→ Records to process
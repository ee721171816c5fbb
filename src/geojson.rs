//! GeoJSON export of decoded cells.

use crate::codec::decode;
use crate::error::{GeocellError, Result};
use crate::neighbors::neighbors;
use geocell_types::{Code, Rectangle};
use ::geojson::{Feature, FeatureCollection, Geometry, Value};
use serde_json::Map;

fn cell_geometry(rect: &Rectangle) -> Geometry {
    let (w, e) = (rect.longitude.min, rect.longitude.max);
    let (s, n) = (rect.latitude.min, rect.latitude.max);
    let ring = vec![
        vec![w, s],
        vec![e, s],
        vec![e, n],
        vec![w, n],
        vec![w, s],
    ];
    Geometry::new(Value::Polygon(vec![ring]))
}

fn cell_feature(rect: &Rectangle, direction: Option<&str>) -> Feature {
    let mut props = Map::new();
    props.insert("bits".to_string(), rect.code.bits.into());
    props.insert("step".to_string(), rect.code.step.into());
    if let Some(direction) = direction {
        props.insert("direction".to_string(), direction.into());
    }

    Feature {
        bbox: None,
        geometry: Some(cell_geometry(rect)),
        id: None,
        properties: Some(props),
        foreign_members: None,
    }
}

/// Converts a cell to a GeoJSON Polygon geometry.
pub fn rectangle_to_geojson(rect: &Rectangle) -> Result<String> {
    serde_json::to_string(&cell_geometry(rect)).map_err(|e| {
        GeocellError::Serialization(format!("Failed to serialize cell: {}", e))
    })
}

/// Decodes a code and renders its cell as a Feature with `bits` and `step`
/// properties.
pub fn code_to_feature(code: Code) -> Result<String> {
    let rect = decode(code)?;
    serde_json::to_string(&cell_feature(&rect, None)).map_err(|e| {
        GeocellError::Serialization(format!("Failed to serialize feature: {}", e))
    })
}

/// Renders a cell and its eight neighbors as a FeatureCollection.
///
/// The source cell comes first with `"direction": "center"`; neighbors follow
/// clockwise from north.
pub fn neighbors_to_feature_collection(code: Code) -> Result<String> {
    let center = decode(code)?;
    let mut features = vec![cell_feature(&center, Some("center"))];

    for (direction, neighbor) in neighbors(code)?.iter() {
        let name = serde_json::to_value(direction)?;
        let rect = decode(neighbor)?;
        features.push(cell_feature(&rect, name.as_str()));
    }

    let collection = FeatureCollection {
        bbox: None,
        features,
        foreign_members: None,
    };

    serde_json::to_string(&collection).map_err(|e| {
        GeocellError::Serialization(format!(
            "Failed to serialize feature collection: {}",
            e
        ))
    })
}
//! Interaction model, registry, matching engine and verification.
//!
//! # Module Structure
//!
//! - `types` - Interaction description and error enums
//! - `builder` - Fluent registration of one interaction at a time
//! - `registry` - Scoped/accumulated sets, matching and verification

mod builder;
mod registry;
mod types;


pub use builder::InteractionBuilder;
pub use registry::InteractionRegistry;
pub use types::{
    HttpMethod, Interaction, InteractionRequest, InteractionResponse, MatchError, ProviderState,
    RegistrationError, VerificationError,
};
//! Contract document assembly and the verified-backend seam.
//!
//! Once a run finishes, the interactions accumulated across all test
//! scopes are assembled into a [`ContractDocument`] between a consumer and
//! a provider. Persisting the document and replaying it against the real
//! provider is the job of an external backend (native engine or remote
//! service); the core only defines that seam and the shape of its failure.

use crate::interaction::{Interaction, InteractionRegistry};
use serde::{Deserialize, Serialize};
use std::fmt;

/// A party to the contract.
#[derive(Debug, Clone, PartialEq, Eq, Serialize, Deserialize)]
pub struct Pacticipant {
    pub name: String,
}

/// The assembled contract between one consumer and one provider.
#[derive(Debug, Clone, Serialize)]
#[serde(rename_all = "camelCase")]
pub struct ContractDocument {
    pub consumer: Pacticipant,
    pub provider: Pacticipant,
    pub interactions: Vec<Interaction>,
}

/// Error assembling a contract document.
#[derive(Debug, thiserror::Error)]
pub enum ContractError {
    #[error("please supply a non-empty consumer name")]
    EmptyConsumerName,
    #[error("please supply a non-empty provider name")]
    EmptyProviderName,
    #[error("consumer name has not been set, please supply one using service_consumer")]
    MissingConsumer,
    #[error("provider name has not been set, please supply one using has_pact_with")]
    MissingProvider,
}

/// Names the two parties and assembles the document from a registry's
/// accumulated interactions.
#[derive(Debug, Default)]
pub struct ContractBuilder {
    consumer: Option<String>,
    provider: Option<String>,
}

impl ContractBuilder {
    pub fn new() -> Self {
        Self::default()
    }

    pub fn service_consumer(&mut self, name: &str) -> Result<&mut Self, ContractError> {
        if name.is_empty() {
            return Err(ContractError::EmptyConsumerName);
        }
        self.consumer = Some(name.to_string());
        Ok(self)
    }

    pub fn has_pact_with(&mut self, name: &str) -> Result<&mut Self, ContractError> {
        if name.is_empty() {
            return Err(ContractError::EmptyProviderName);
        }
        self.provider = Some(name.to_string());
        Ok(self)
    }

    /// Assemble the document from everything the registry accumulated this
    /// run, in first-seen order.
    pub fn document(&self, registry: &InteractionRegistry) -> Result<ContractDocument, ContractError> {
        let consumer = self
            .consumer
            .clone()
            .ok_or(ContractError::MissingConsumer)?;
        let provider = self
            .provider
            .clone()
            .ok_or(ContractError::MissingProvider)?;

        let interactions = registry
            .accumulated()
            .iter()
            .map(|interaction| Interaction::clone(interaction))
            .collect();

        Ok(ContractDocument {
            consumer: Pacticipant { name: consumer },
            provider: Pacticipant { name: provider },
            interactions,
        })
    }
}

/// One structural mismatch observed by the backend during real replay.
#[derive(Debug, Clone, PartialEq, Eq, Serialize, Deserialize)]
pub struct Mismatch {
    /// Description of the interaction the mismatch belongs to.
    pub description: String,
    /// Backend-supplied detail of what differed.
    pub detail: String,
}

impl fmt::Display for Mismatch {
    fn fmt(&self, f: &mut fmt::Formatter<'_>) -> fmt::Result {
        write!(f, "{:?}: {}", self.description, self.detail)
    }
}

/// Failure surfaced by the verified backend.
#[derive(Debug, thiserror::Error)]
pub enum BackendError {
    #[error("contract comparison failed: {}", format_mismatches(.0))]
    CompareFailed(Vec<Mismatch>),
    #[error("verified backend unavailable: {0}")]
    Unavailable(String),
}

fn format_mismatches(mismatches: &[Mismatch]) -> String {
    let entries: Vec<String> = mismatches.iter().map(Mismatch::to_string).collect();
    entries.join("; ")
}

/// The opaque external engine that persists the contract document and
/// replays it against real traffic. Its own protocol (process handles,
/// FFI, wire bytes) is none of the core's business; only the result
/// surfaces here.
pub trait VerifiedBackend {
    /// Hand the final document to the backend. A mismatch list comes back
    /// as [`BackendError::CompareFailed`].
    fn finalize(&self, document: &ContractDocument) -> Result<(), BackendError>;
}
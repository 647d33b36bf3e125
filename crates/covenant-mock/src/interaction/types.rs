//! Type definitions for the interaction model.
//!
//! This module contains the interaction description (provider states,
//! request/response templates with matcher rules), plus the error enums
//! used across registration, matching and verification.

use crate::dsl::Body;
use crate::matcher::MatcherRule;
use serde::{Deserialize, Serialize};
use serde_json::Value;
use std::collections::{BTreeMap, HashMap};
use std::fmt;
use std::sync::atomic::{AtomicU64, Ordering};

// ============================================================================
// Request/Response Types
// ============================================================================

/// HTTP method of a request template.
#[derive(Debug, Clone, Copy, PartialEq, Eq, Hash, Serialize, Deserialize)]
#[serde(rename_all = "UPPERCASE")]
pub enum HttpMethod {
    Get,
    Post,
    Put,
    Delete,
    Patch,
    Head,
    Options,
}

impl fmt::Display for HttpMethod {
    fn fmt(&self, f: &mut fmt::Formatter<'_>) -> fmt::Result {
        let text = match self {
            HttpMethod::Get => "GET",
            HttpMethod::Post => "POST",
            HttpMethod::Put => "PUT",
            HttpMethod::Delete => "DELETE",
            HttpMethod::Patch => "PATCH",
            HttpMethod::Head => "HEAD",
            HttpMethod::Options => "OPTIONS",
        };
        f.write_str(text)
    }
}

/// A named precondition the real provider must satisfy before replay,
/// optionally parameterized.
#[derive(Debug, Clone, PartialEq, Eq, Serialize, Deserialize)]
pub struct ProviderState {
    pub name: String,
    #[serde(default, skip_serializing_if = "Option::is_none")]
    pub params: Option<BTreeMap<String, String>>,
}

impl ProviderState {
    pub fn new(name: impl Into<String>) -> Self {
        Self {
            name: name.into(),
            params: None,
        }
    }

    pub fn with_params(name: impl Into<String>, params: BTreeMap<String, String>) -> Self {
        Self {
            name: name.into(),
            params: Some(params),
        }
    }
}

/// Request template of an expected interaction.
#[derive(Debug, Clone, PartialEq, Serialize, Deserialize)]
#[serde(rename_all = "camelCase")]
pub struct InteractionRequest {
    pub method: HttpMethod,
    pub path: String,
    #[serde(default, skip_serializing_if = "Option::is_none")]
    pub query: Option<String>,
    #[serde(default, skip_serializing_if = "HashMap::is_empty")]
    pub headers: HashMap<String, String>,
    #[serde(default, skip_serializing_if = "Option::is_none")]
    pub body: Option<Value>,
    #[serde(default, skip_serializing_if = "BTreeMap::is_empty")]
    pub matching_rules: BTreeMap<String, Vec<MatcherRule>>,
}

impl InteractionRequest {
    pub fn new(method: HttpMethod, path: impl Into<String>) -> Self {
        Self {
            method,
            path: path.into(),
            query: None,
            headers: HashMap::new(),
            body: None,
            matching_rules: BTreeMap::new(),
        }
    }

    pub fn with_query(mut self, query: impl Into<String>) -> Self {
        self.query = Some(query.into());
        self
    }

    pub fn with_header(mut self, name: impl Into<String>, value: impl Into<String>) -> Self {
        self.headers.insert(name.into(), value.into());
        self
    }

    /// Attach a folded DSL body: example value plus its matcher rules.
    pub fn with_body(mut self, body: Body) -> Self {
        self.body = Some(body.example);
        self.matching_rules = body.matching_rules;
        self
    }

    /// Attach a literal JSON body with no matcher rules.
    pub fn with_json_body(mut self, body: Value) -> Self {
        self.body = Some(body);
        self
    }
}

/// Response template of an expected interaction.
#[derive(Debug, Clone, PartialEq, Serialize, Deserialize)]
#[serde(rename_all = "camelCase")]
pub struct InteractionResponse {
    pub status: u16,
    #[serde(default, skip_serializing_if = "HashMap::is_empty")]
    pub headers: HashMap<String, String>,
    #[serde(default, skip_serializing_if = "Option::is_none")]
    pub body: Option<Value>,
    #[serde(default, skip_serializing_if = "BTreeMap::is_empty")]
    pub matching_rules: BTreeMap<String, Vec<MatcherRule>>,
}

impl InteractionResponse {
    pub fn new(status: u16) -> Self {
        Self {
            status,
            headers: HashMap::new(),
            body: None,
            matching_rules: BTreeMap::new(),
        }
    }

    pub fn with_header(mut self, name: impl Into<String>, value: impl Into<String>) -> Self {
        self.headers.insert(name.into(), value.into());
        self
    }

    pub fn with_body(mut self, body: Body) -> Self {
        self.body = Some(body.example);
        self.matching_rules = body.matching_rules;
        self
    }

    pub fn with_json_body(mut self, body: Value) -> Self {
        self.body = Some(body);
        self
    }
}

// ============================================================================
// Interaction
// ============================================================================

/// One expected request/response pair plus its provider-state
/// preconditions and description.
///
/// Immutable once registered, except for the usage counter which the
/// matching engine bumps each time this interaction wins a match.
#[derive(Debug, Serialize)]
#[serde(rename_all = "camelCase")]
pub struct Interaction {
    #[serde(skip_serializing_if = "Vec::is_empty")]
    pub provider_states: Vec<ProviderState>,
    pub description: String,
    pub request: InteractionRequest,
    pub response: InteractionResponse,
    #[serde(skip)]
    usage_count: AtomicU64,
}

impl Interaction {
    pub fn new(
        provider_states: Vec<ProviderState>,
        description: impl Into<String>,
        request: InteractionRequest,
        response: InteractionResponse,
    ) -> Self {
        Self {
            provider_states,
            description: description.into(),
            request,
            response,
            usage_count: AtomicU64::new(0),
        }
    }

    /// Number of times this interaction won a match in its current scope.
    pub fn usage_count(&self) -> u64 {
        self.usage_count.load(Ordering::SeqCst)
    }

    /// Record one successful match. Called by the matching engine only.
    pub(crate) fn record_usage(&self) {
        self.usage_count.fetch_add(1, Ordering::SeqCst);
    }

    /// Identity for duplicate detection and cross-test deduplication:
    /// description plus provider states, ordering significant.
    pub fn is_same_contract(&self, other: &Interaction) -> bool {
        self.description == other.description && self.provider_states == other.provider_states
    }

    /// Human-readable one-liner used in verification failures.
    pub fn summary(&self) -> String {
        if self.provider_states.is_empty() {
            format!("\"{}\"", self.description)
        } else {
            let states: Vec<&str> = self
                .provider_states
                .iter()
                .map(|s| s.name.as_str())
                .collect();
            format!("\"{}\" given \"{}\"", self.description, states.join("\", \""))
        }
    }
}

impl Clone for Interaction {
    fn clone(&self) -> Self {
        Self {
            provider_states: self.provider_states.clone(),
            description: self.description.clone(),
            request: self.request.clone(),
            response: self.response.clone(),
            usage_count: AtomicU64::new(self.usage_count()),
        }
    }
}

// ============================================================================
// Error Types
// ============================================================================

/// Error registering an interaction; always a caller bug, surfaced at the
/// offending builder call.
#[derive(Debug, thiserror::Error)]
pub enum RegistrationError {
    #[error("please supply a non-empty provider state")]
    EmptyProviderState,
    #[error("please supply a non-empty description")]
    EmptyDescription,
    #[error("description has not been set, please supply one using upon_receiving")]
    MissingDescription,
    #[error("request has not been set, please supply one using with_request")]
    MissingRequest,
    #[error(
        "an interaction already exists with the description {description:?} and provider \
         state(s) {provider_states:?}; please supply a different description or provider state"
    )]
    DuplicateInteraction {
        description: String,
        provider_states: Vec<String>,
    },
}

/// Error matching an inbound request against the scoped registry; reported
/// per request and recoverable by the hosting layer.
#[derive(Debug, thiserror::Error, PartialEq, Eq)]
pub enum MatchError {
    #[error("no mock interactions have been registered for the current test scope")]
    NoInteractionsRegistered,
    #[error("no matching mock interaction has been registered for {method} {path}")]
    NoMatchingInteraction { method: HttpMethod, path: String },
    #[error(
        "more than one matching mock interaction has been registered for {method} {path} \
         ({count} candidates)"
    )]
    AmbiguousInteraction {
        method: HttpMethod,
        path: String,
        count: usize,
    },
}

/// Aggregate verification failure listing every offending interaction.
#[derive(Debug, thiserror::Error)]
#[error("{}", verification_message(.unused, .overused))]
pub struct VerificationError {
    /// Summaries of interactions never used by the test.
    pub unused: Vec<String>,
    /// Summaries and usage counts of interactions used more than once.
    pub overused: Vec<(String, u64)>,
}

fn verification_message(unused: &[String], overused: &[(String, u64)]) -> String {
    let mut message = String::new();
    if !unused.is_empty() {
        message.push_str(&format!(
            "The following interactions were not used by the test: {}. ",
            unused.join(", ")
        ));
    }
    if !overused.is_empty() {
        let entries: Vec<String> = overused
            .iter()
            .map(|(summary, count)| format!("{summary} [{count} time/s]"))
            .collect();
        message.push_str(&format!(
            "The following interactions were called more than once by the test: {}. ",
            entries.join(", ")
        ));
    }
    message.trim_end().to_string()
}
//! Recursive DSL for describing flexible JSON body shapes.
//!
//! A body is built as a tree of object/array/primitive declarations, each
//! optionally carrying a matcher rule instead of exact-value semantics.
//! Building folds the tree into a concrete example value plus a
//! path-addressed map of matcher rules (`$.body...`), which together form
//! the body half of an interaction template.

mod body;

pub use body::{Body, BodyBuilder, BodyError};
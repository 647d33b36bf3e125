//! Interaction registry and matching engine.
//!
//! The registry holds the expectation set for the current test scope plus
//! the deduplicated set accumulated across the whole run. Matching against
//! the scoped set is also the point of usage accounting: the unique winner
//! of a match gets its usage count bumped, and verification later asserts
//! every scoped interaction was used exactly once.

use super::types::{HttpMethod, Interaction, MatchError, RegistrationError, VerificationError};
use parking_lot::RwLock;
use std::sync::Arc;
use tracing::{debug, info};

/// Registry of expected interactions for one mock-server instance.
///
/// Registration and clearing take the write lock; matching takes the read
/// lock and bumps the winner's atomic counter, so concurrent inbound
/// requests never lose an increment and never observe a scope
/// mid-mutation. State is never shared across instances.
pub struct InteractionRegistry {
    /// Expectation set of the current test scope. `None` means no scope
    /// was ever initialized, which matching reports differently from an
    /// initialized scope with no candidates.
    scoped: RwLock<Option<Vec<Arc<Interaction>>>>,
    /// All interactions seen this run, deduplicated by description plus
    /// provider states; source of the final contract document.
    accumulated: RwLock<Vec<Arc<Interaction>>>,
}

impl InteractionRegistry {
    pub fn new() -> Self {
        Self {
            scoped: RwLock::new(None),
            accumulated: RwLock::new(Vec::new()),
        }
    }

    /// Add one interaction to the current scope, initializing the scope if
    /// this is its first registration.
    ///
    /// The scoped set rejects duplicates by (description, provider states);
    /// the accumulated set silently deduplicates by the same identity, so a
    /// contract line replayed by several tests is emitted once.
    pub fn add(&self, interaction: Interaction) -> Result<Arc<Interaction>, RegistrationError> {
        let mut scoped = self.scoped.write();
        let entries = scoped.get_or_insert_with(Vec::new);

        if entries.iter().any(|x| x.is_same_contract(&interaction)) {
            return Err(RegistrationError::DuplicateInteraction {
                description: interaction.description.clone(),
                provider_states: interaction
                    .provider_states
                    .iter()
                    .map(|s| s.name.clone())
                    .collect(),
            });
        }

        let interaction = Arc::new(interaction);

        let mut accumulated = self.accumulated.write();
        if !accumulated.iter().any(|x| x.is_same_contract(&interaction)) {
            accumulated.push(Arc::clone(&interaction));
        }
        entries.push(Arc::clone(&interaction));

        debug!(description = %interaction.description, "registered interaction");
        Ok(interaction)
    }

    /// Replace the active scoped set wholesale.
    ///
    /// Used by hosting layers that assemble the expectation set elsewhere.
    /// The accumulated set picks up any interaction it has not seen yet, so
    /// the scoped set stays a subset of it by contract identity.
    pub fn register(&self, interactions: Vec<Arc<Interaction>>) {
        let mut accumulated = self.accumulated.write();
        for interaction in &interactions {
            if !accumulated.iter().any(|x| x.is_same_contract(interaction)) {
                accumulated.push(Arc::clone(interaction));
            }
        }
        drop(accumulated);

        info!(count = interactions.len(), "scoped interactions replaced");
        *self.scoped.write() = Some(interactions);
    }

    /// Match an inbound request to exactly one scoped interaction,
    /// incrementing its usage count.
    ///
    /// Ambiguity is never resolved by priority or registration order; more
    /// than one candidate is always an error, forcing test authors to keep
    /// registrations unambiguous by method and path.
    pub fn find_match(&self, method: HttpMethod, path: &str) -> Result<Arc<Interaction>, MatchError> {
        let scoped = self.scoped.read();
        let Some(entries) = scoped.as_ref() else {
            return Err(MatchError::NoInteractionsRegistered);
        };

        let candidates: Vec<&Arc<Interaction>> = entries
            .iter()
            .filter(|x| x.request.method == method && x.request.path == path)
            .collect();

        match candidates.as_slice() {
            [] => Err(MatchError::NoMatchingInteraction {
                method,
                path: path.to_string(),
            }),
            [winner] => {
                winner.record_usage();
                debug!(description = %winner.description, %method, path, "request matched");
                Ok(Arc::clone(winner))
            }
            many => Err(MatchError::AmbiguousInteraction {
                method,
                path: path.to_string(),
                count: many.len(),
            }),
        }
    }

    /// Check that every scoped interaction was used exactly once.
    ///
    /// Unused and overused interactions are reported together in one
    /// aggregate failure so a test author sees the full picture in one
    /// run. A scope that was never initialized has nothing to assert.
    pub fn verify(&self) -> Result<(), VerificationError> {
        let scoped = self.scoped.read();
        let Some(entries) = scoped.as_ref() else {
            return Ok(());
        };

        let unused: Vec<String> = entries
            .iter()
            .filter(|x| x.usage_count() < 1)
            .map(|x| x.summary())
            .collect();
        let overused: Vec<(String, u64)> = entries
            .iter()
            .filter(|x| x.usage_count() > 1)
            .map(|x| (x.summary(), x.usage_count()))
            .collect();

        if unused.is_empty() && overused.is_empty() {
            Ok(())
        } else {
            Err(VerificationError { unused, overused })
        }
    }

    /// Drop the scoped set, preserving the accumulated set.
    pub fn clear_scoped(&self) {
        info!("scoped interactions cleared");
        *self.scoped.write() = None;
    }

    /// Drop both the scoped and the accumulated sets.
    pub fn clear_all(&self) {
        info!("all interactions cleared");
        *self.scoped.write() = None;
        self.accumulated.write().clear();
    }

    /// Snapshot of the current scoped set, if one was initialized.
    pub fn scoped(&self) -> Option<Vec<Arc<Interaction>>> {
        self.scoped.read().clone()
    }

    /// Snapshot of every interaction accumulated this run, in first-seen
    /// order; this is what the contract document is assembled from.
    pub fn accumulated(&self) -> Vec<Arc<Interaction>> {
        self.accumulated.read().clone()
    }
}

impl Default for InteractionRegistry {
    fn default() -> Self {
        Self::new()
    }
}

→ Assignment
Look through the data above. Each line containing the word "what" needs to be copied.

→ Solution to this task
    /// Backend-supplied detail of what differed.
    /// order; this is what the contract document is assembled from.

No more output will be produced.